Signed-off-by: Sowmini Varadhan <sowmini.varad...@oracle.com>
---
net/rds/tcp.c | 1 +
net/rds/tcp.h | 4 ++++
net/rds/tcp_connect.c | 8 ++++++++
net/rds/tcp_listen.c | 30 ++++++++++++++++++++----------
4 files changed, 33 insertions(+), 10 deletions(-)
[...]
diff --git a/net/rds/tcp_connect.c b/net/rds/tcp_connect.c
index 5cb1687..49a3fcf 100644
--- a/net/rds/tcp_connect.c
+++ b/net/rds/tcp_connect.c
@@ -78,7 +78,14 @@ int rds_tcp_conn_connect(struct rds_connection *conn)
struct socket *sock = NULL;
struct sockaddr_in src, dest;
int ret;
+ struct rds_tcp_connection *tc = conn->c_transport_data;
+
+ mutex_lock(&tc->t_conn_lock);
+ if (rds_conn_up(conn)) {
+ mutex_unlock(&tc->t_conn_lock);
+ return 0;
+ }
ret = sock_create_kern(rds_conn_net(conn), PF_INET,
SOCK_STREAM, IPPROTO_TCP, &sock);
if (ret < 0)
@@ -120,6 +127,7 @@ int rds_tcp_conn_connect(struct rds_connection *conn)
}
out:
+ mutex_unlock(&tc->t_conn_lock);
Just wondering whether the spin_lock() would better here considering
entry into rds_tcp_conn_connect() & rds_tcp_accept_one() might be
from softirq context.
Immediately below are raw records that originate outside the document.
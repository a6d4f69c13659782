//! Resource - Representing resources and their state

use std::collections::HashMap;

/// Unique identifier for a resource
#[derive(Debug, Clone, PartialEq, Eq, Hash)]
pub struct ResourceId {
    /// Resource type (e.g., "elbv2.load_balancer", "elbv2.listener")
    pub resource_type: String,
    /// Resource name (identifier specified in configuration)
    pub name: String,
}

impl ResourceId {
    pub fn new(resource_type: impl Into<String>, name: impl Into<String>) -> Self {
        Self {
            resource_type: resource_type.into(),
            name: name.into(),
        }
    }
}

impl std::fmt::Display for ResourceId {
    fn fmt(&self, f: &mut std::fmt::Formatter<'_>) -> std::fmt::Result {
        write!(f, "{}.{}", self.resource_type, self.name)
    }
}

/// Attribute value of a resource
#[derive(Debug, Clone, PartialEq)]
pub enum Value {
    String(String),
    Int(i64),
    Bool(bool),
    List(Vec<Value>),
    Map(HashMap<String, Value>),
    /// Reference to another resource's attribute (binding_name, attribute_name)
    ResourceRef(String, String),
}

impl Value {
    pub fn as_str(&self) -> Option<&str> {
        match self {
            Value::String(s) => Some(s.as_str()),
            _ => None,
        }
    }

    pub fn as_int(&self) -> Option<i64> {
        match self {
            Value::Int(n) => Some(*n),
            _ => None,
        }
    }

    pub fn as_bool(&self) -> Option<bool> {
        match self {
            Value::Bool(b) => Some(*b),
            _ => None,
        }
    }

    pub fn as_list(&self) -> Option<&[Value]> {
        match self {
            Value::List(items) => Some(items.as_slice()),
            _ => None,
        }
    }

    pub fn as_map(&self) -> Option<&HashMap<String, Value>> {
        match self {
            Value::Map(map) => Some(map),
            _ => None,
        }
    }

    /// Returns true if this value (or anything nested in it) is an unresolved reference
    pub fn contains_ref(&self) -> bool {
        match self {
            Value::ResourceRef(_, _) => true,
            Value::List(items) => items.iter().any(Value::contains_ref),
            Value::Map(map) => map.values().any(Value::contains_ref),
            _ => false,
        }
    }

    pub(crate) fn type_name(&self) -> String {
        match self {
            Value::String(_) => "String".to_string(),
            Value::Int(_) => "Int".to_string(),
            Value::Bool(_) => "Bool".to_string(),
            Value::List(_) => "List".to_string(),
            Value::Map(_) => "Map".to_string(),
            Value::ResourceRef(binding, attr) => format!("ResourceRef({}.{})", binding, attr),
        }
    }

    /// Convert a JSON value into a Value.
    ///
    /// Strings of the form `${binding.attr}` become references. Nulls yield `None`
    /// and are dropped from maps and lists.
    pub fn from_json(json: &serde_json::Value) -> Option<Value> {
        match json {
            serde_json::Value::Null => None,
            serde_json::Value::String(s) => Some(parse_ref(s).unwrap_or_else(|| Value::String(s.clone()))),
            serde_json::Value::Number(n) => n
                .as_i64()
                .or_else(|| n.as_f64().map(|f| f as i64))
                .map(Value::Int),
            serde_json::Value::Bool(b) => Some(Value::Bool(*b)),
            serde_json::Value::Array(arr) => {
                Some(Value::List(arr.iter().filter_map(Value::from_json).collect()))
            }
            serde_json::Value::Object(obj) => Some(Value::Map(
                obj.iter()
                    .filter_map(|(k, v)| Value::from_json(v).map(|v| (k.clone(), v)))
                    .collect(),
            )),
        }
    }

    /// Convert this Value into JSON. References are rendered as `${binding.attr}`.
    pub fn to_json(&self) -> serde_json::Value {
        match self {
            Value::String(s) => serde_json::Value::String(s.clone()),
            Value::Int(n) => serde_json::Value::Number((*n).into()),
            Value::Bool(b) => serde_json::Value::Bool(*b),
            Value::List(items) => serde_json::Value::Array(items.iter().map(Value::to_json).collect()),
            Value::Map(map) => {
                let obj: serde_json::Map<String, serde_json::Value> =
                    map.iter().map(|(k, v)| (k.clone(), v.to_json())).collect();
                serde_json::Value::Object(obj)
            }
            Value::ResourceRef(binding, attr) => {
                serde_json::Value::String(format!("${{{}.{}}}", binding, attr))
            }
        }
    }
}

impl From<String> for Value {
    fn from(s: String) -> Self {
        Value::String(s)
    }
}

impl From<&str> for Value {
    fn from(s: &str) -> Self {
        Value::String(s.to_string())
    }
}

impl From<i64> for Value {
    fn from(n: i64) -> Self {
        Value::Int(n)
    }
}

impl From<i32> for Value {
    fn from(n: i32) -> Self {
        Value::Int(n as i64)
    }
}

impl From<bool> for Value {
    fn from(b: bool) -> Self {
        Value::Bool(b)
    }
}

/// Parse `${binding.attr}` into a ResourceRef
fn parse_ref(s: &str) -> Option<Value> {
    let inner = s.strip_prefix("${")?.strip_suffix('}')?;
    let (binding, attr) = inner.split_once('.')?;
    if binding.is_empty() || attr.is_empty() || attr.contains('.') {
        return None;
    }
    Some(Value::ResourceRef(binding.to_string(), attr.to_string()))
}

/// Desired state declared in configuration
#[derive(Debug, Clone, PartialEq)]
pub struct Resource {
    pub id: ResourceId,
    pub attributes: HashMap<String, Value>,
    /// If true, this is a data source (read-only) that won't be modified
    pub read_only: bool,
}

impl Resource {
    pub fn new(resource_type: impl Into<String>, name: impl Into<String>) -> Self {
        Self {
            id: ResourceId::new(resource_type, name),
            attributes: HashMap::new(),
            read_only: false,
        }
    }

    pub fn with_attribute(mut self, key: impl Into<String>, value: Value) -> Self {
        self.attributes.insert(key.into(), value);
        self
    }

    pub fn with_read_only(mut self, read_only: bool) -> Self {
        self.read_only = read_only;
        self
    }

    /// Returns true if this resource is a data source (read-only)
    pub fn is_data_source(&self) -> bool {
        self.read_only
    }

    /// Binding name used by references (`${binding.attr}`)
    pub fn binding(&self) -> Option<&str> {
        self.attributes.get("_binding").and_then(Value::as_str)
    }
}

/// Current state fetched from actual infrastructure
#[derive(Debug, Clone, PartialEq)]
pub struct State {
    pub id: ResourceId,
    /// Provider-side identifier (e.g., a load balancer ARN)
    pub identifier: Option<String>,
    pub attributes: HashMap<String, Value>,
    /// Whether this state exists
    pub exists: bool,
}

impl State {
    pub fn not_found(id: ResourceId) -> Self {
        Self {
            id,
            identifier: None,
            attributes: HashMap::new(),
            exists: false,
        }
    }

    pub fn existing(id: ResourceId, attributes: HashMap<String, Value>) -> Self {
        Self {
            id,
            identifier: None,
            attributes,
            exists: true,
        }
    }

    pub fn with_identifier(mut self, identifier: impl Into<String>) -> Self {
        self.identifier = Some(identifier.into());
        self
    }
}
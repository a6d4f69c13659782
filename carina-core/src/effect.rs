//! Effect - A side effect described as a value
//!
//! Effects are produced by the differ and executed by the Interpreter.

use crate::resource::{Resource, ResourceId, State};

#[derive(Debug, Clone, PartialEq)]
pub enum Effect {
    /// Read a data source
    Read { resource: Resource },
    /// Create a new resource
    Create(Resource),
    /// Update a resource in place
    Update {
        id: ResourceId,
        from: State,
        to: Resource,
        changed_attributes: Vec<String>,
    },
    /// Delete and re-create a resource (a force-new attribute changed)
    Replace {
        id: ResourceId,
        from: State,
        to: Resource,
        changed_attributes: Vec<String>,
    },
    /// Delete a resource
    Delete { id: ResourceId, identifier: String },
}

impl Effect {
    /// Whether this effect changes infrastructure
    pub fn is_mutating(&self) -> bool {
        !matches!(self, Effect::Read { .. })
    }

    pub fn resource_id(&self) -> &ResourceId {
        match self {
            Effect::Read { resource } | Effect::Create(resource) => &resource.id,
            Effect::Update { id, .. } | Effect::Replace { id, .. } | Effect::Delete { id, .. } => {
                id
            }
        }
    }

    /// Short verb used in output ("Create", "Update", ...)
    pub fn kind(&self) -> &'static str {
        match self {
            Effect::Read { .. } => "Read",
            Effect::Create(_) => "Create",
            Effect::Update { .. } => "Update",
            Effect::Replace { .. } => "Replace",
            Effect::Delete { .. } => "Delete",
        }
    }
}

impl std::fmt::Display for Effect {
    fn fmt(&self, f: &mut std::fmt::Formatter<'_>) -> std::fmt::Result {
        write!(f, "{} {}", self.kind(), self.resource_id())
    }
}
//! Lock information for state backend locking

use chrono::{DateTime, Duration, Utc};
use serde::{Deserialize, Serialize};

/// Default lock timeout in seconds (15 minutes)
pub const DEFAULT_LOCK_TIMEOUT_SECS: i64 = 900;

/// Information about a state lock
#[derive(Debug, Clone, Serialize, Deserialize)]
pub struct LockInfo {
    /// Random ID, needed to release or force-unlock this lock
    pub id: String,
    /// The operation being performed (e.g., "apply", "destroy", "import")
    pub operation: String,
    /// Who acquired the lock (username@hostname)
    pub who: String,
    /// When the lock was taken
    pub created: DateTime<Utc>,
    /// After this the lock may be taken over by another run
    pub expires: DateTime<Utc>,
}

impl LockInfo {
    /// Lock for `operation` with the default timeout
    pub fn new(operation: impl Into<String>) -> Self {
        Self::with_timeout(operation, DEFAULT_LOCK_TIMEOUT_SECS)
    }

    /// Lock for `operation` expiring after `timeout_secs`
    pub fn with_timeout(operation: impl Into<String>, timeout_secs: i64) -> Self {
        let now = Utc::now();
        Self {
            id: uuid::Uuid::new_v4().to_string(),
            operation: operation.into(),
            who: lock_owner(),
            created: now,
            expires: now + Duration::seconds(timeout_secs),
        }
    }

    /// Whether the holder has run past its timeout
    pub fn is_expired(&self) -> bool {
        Utc::now() > self.expires
    }

    /// Time until expiry; negative once expired
    pub fn time_remaining(&self) -> Duration {
        self.expires - Utc::now()
    }
}

impl std::fmt::Display for LockInfo {
    fn fmt(&self, f: &mut std::fmt::Formatter<'_>) -> std::fmt::Result {
        write!(
            f,
            "{} by {} since {} (lock ID: {})",
            self.operation,
            self.who,
            self.created.format("%Y-%m-%d %H:%M:%S UTC"),
            self.id
        )
    }
}

/// Lock owner as username@hostname, "unknown" for parts that cannot be read
fn lock_owner() -> String {
    let username = std::env::var("USER")
        .or_else(|_| std::env::var("USERNAME"))
        .unwrap_or_else(|_| "unknown".to_string());

    let hostname = hostname::get()
        .ok()
        .and_then(|h| h.into_string().ok())
        .unwrap_or_else(|| "unknown".to_string());

    format!("{}@{}", username, hostname)
}
//! elbv2.trust_store_revocation
//!
//! Identified by `trust_store_arn,revocation_id`.

use carina_core::provider::{ProviderError, ProviderResult};
use carina_core::resource::{Resource, ResourceId, State, Value};

use crate::model::S3Location;
use crate::provider::Elbv2Provider;
use crate::utils::{Attrs, api_error, get_string, required_str};

pub const TYPE: &str = "elbv2.trust_store_revocation";

fn parse_identifier(id: &ResourceId, identifier: &str) -> ProviderResult<(String, i64)> {
    identifier
        .rsplit_once(',')
        .and_then(|(arn, revocation)| Some((arn.to_string(), revocation.parse().ok()?)))
        .ok_or_else(|| {
            ProviderError::new(format!(
                "invalid revocation identifier '{}', expected trust_store_arn,revocation_id",
                identifier
            ))
            .for_resource(id.clone())
        })
}

pub async fn create(provider: &Elbv2Provider, resource: &Resource) -> ProviderResult<State> {
    let id = &resource.id;
    let attrs = &resource.attributes;
    let trust_store_arn = required_str(id, attrs, "trust_store_arn")?;
    let location = S3Location {
        bucket: required_str(id, attrs, "revocations_s3_bucket")?,
        key: required_str(id, attrs, "revocations_s3_key")?,
        object_version: get_string(attrs, "revocations_s3_object_version"),
    };

    log::info!(
        "adding revocations from s3://{}/{} to {}",
        location.bucket,
        location.key,
        trust_store_arn
    );
    let revocation = provider
        .api
        .add_trust_store_revocation(&trust_store_arn, &location)
        .await
        .map_err(api_error(id, "adding trust store revocation"))?;

    let identifier = format!("{},{}", trust_store_arn, revocation.revocation_id);
    read(provider, id, Some(&identifier)).await
}

pub async fn read(
    provider: &Elbv2Provider,
    id: &ResourceId,
    identifier: Option<&str>,
) -> ProviderResult<State> {
    let Some(identifier) = identifier else {
        return Ok(State::not_found(id.clone()));
    };
    let (trust_store_arn, revocation_id) = parse_identifier(id, identifier)?;

    let found = match provider
        .api
        .describe_trust_store_revocations(&trust_store_arn, &[revocation_id])
        .await
    {
        Ok(found) => found,
        Err(e) if e.is_not_found() => Vec::new(),
        Err(e) => return Err(api_error(id, "describing trust store revocations")(e)),
    };
    if !found.iter().any(|r| r.revocation_id == revocation_id) {
        log::warn!("revocation {} not found, removing from state", identifier);
        return Ok(State::not_found(id.clone()));
    }

    let mut attrs = Attrs::new();
    attrs.insert("trust_store_arn".to_string(), Value::from(trust_store_arn.as_str()));
    attrs.insert("revocation_id".to_string(), Value::Int(revocation_id));
    attrs.insert("id".to_string(), Value::from(identifier));
    Ok(State::existing(id.clone(), attrs).with_identifier(identifier))
}

pub async fn delete(provider: &Elbv2Provider, id: &ResourceId, identifier: &str) -> ProviderResult<()> {
    let (trust_store_arn, revocation_id) = parse_identifier(id, identifier)?;
    log::info!("removing revocation {} from {}", revocation_id, trust_store_arn);
    match provider
        .api
        .remove_trust_store_revocations(&trust_store_arn, &[revocation_id])
        .await
    {
        Ok(()) => Ok(()),
        Err(e) if e.is_not_found() => Ok(()),
        Err(e) => Err(api_error(id, "removing trust store revocation")(e)),
    }
}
Ignore it if its not applicable.
if (sock)
sock_release(sock);
return ret;
diff --git a/net/rds/tcp_listen.c b/net/rds/tcp_listen.c
index 0896187..cc8496f 100644
--- a/net/rds/tcp_listen.c
+++ b/net/rds/tcp_listen.c
@@ -76,7 +76,9 @@ int rds_tcp_accept_one(struct socket *sock)
struct rds_connection *conn;
int ret;
struct inet_sock *inet;
- struct rds_tcp_connection *rs_tcp;
+ struct rds_tcp_connection *rs_tcp = NULL;
+ int conn_state;
+ struct sock *nsk;
ret = sock_create_kern(sock_net(sock->sk), sock->sk->sk_family,
sock->sk->sk_type, sock->sk->sk_protocol,
@@ -116,6 +118,10 @@ int rds_tcp_accept_one(struct socket *sock)
*/
rs_tcp = (struct rds_tcp_connection *)conn->c_transport_data;
rds_conn_transition(conn, RDS_CONN_DOWN, RDS_CONN_CONNECTING);
Like patch 1/2, probably we can leverage return value of above.
+ conn_state = rds_conn_state(conn);
+ if (conn_state != RDS_CONN_CONNECTING && conn_state != RDS_CONN_UP)
You probably don't need the local 'conn_state' and below should work.
if (!rds_conn_connecting(conn) && !rds_conn_up(conn))
Regards,
Santosh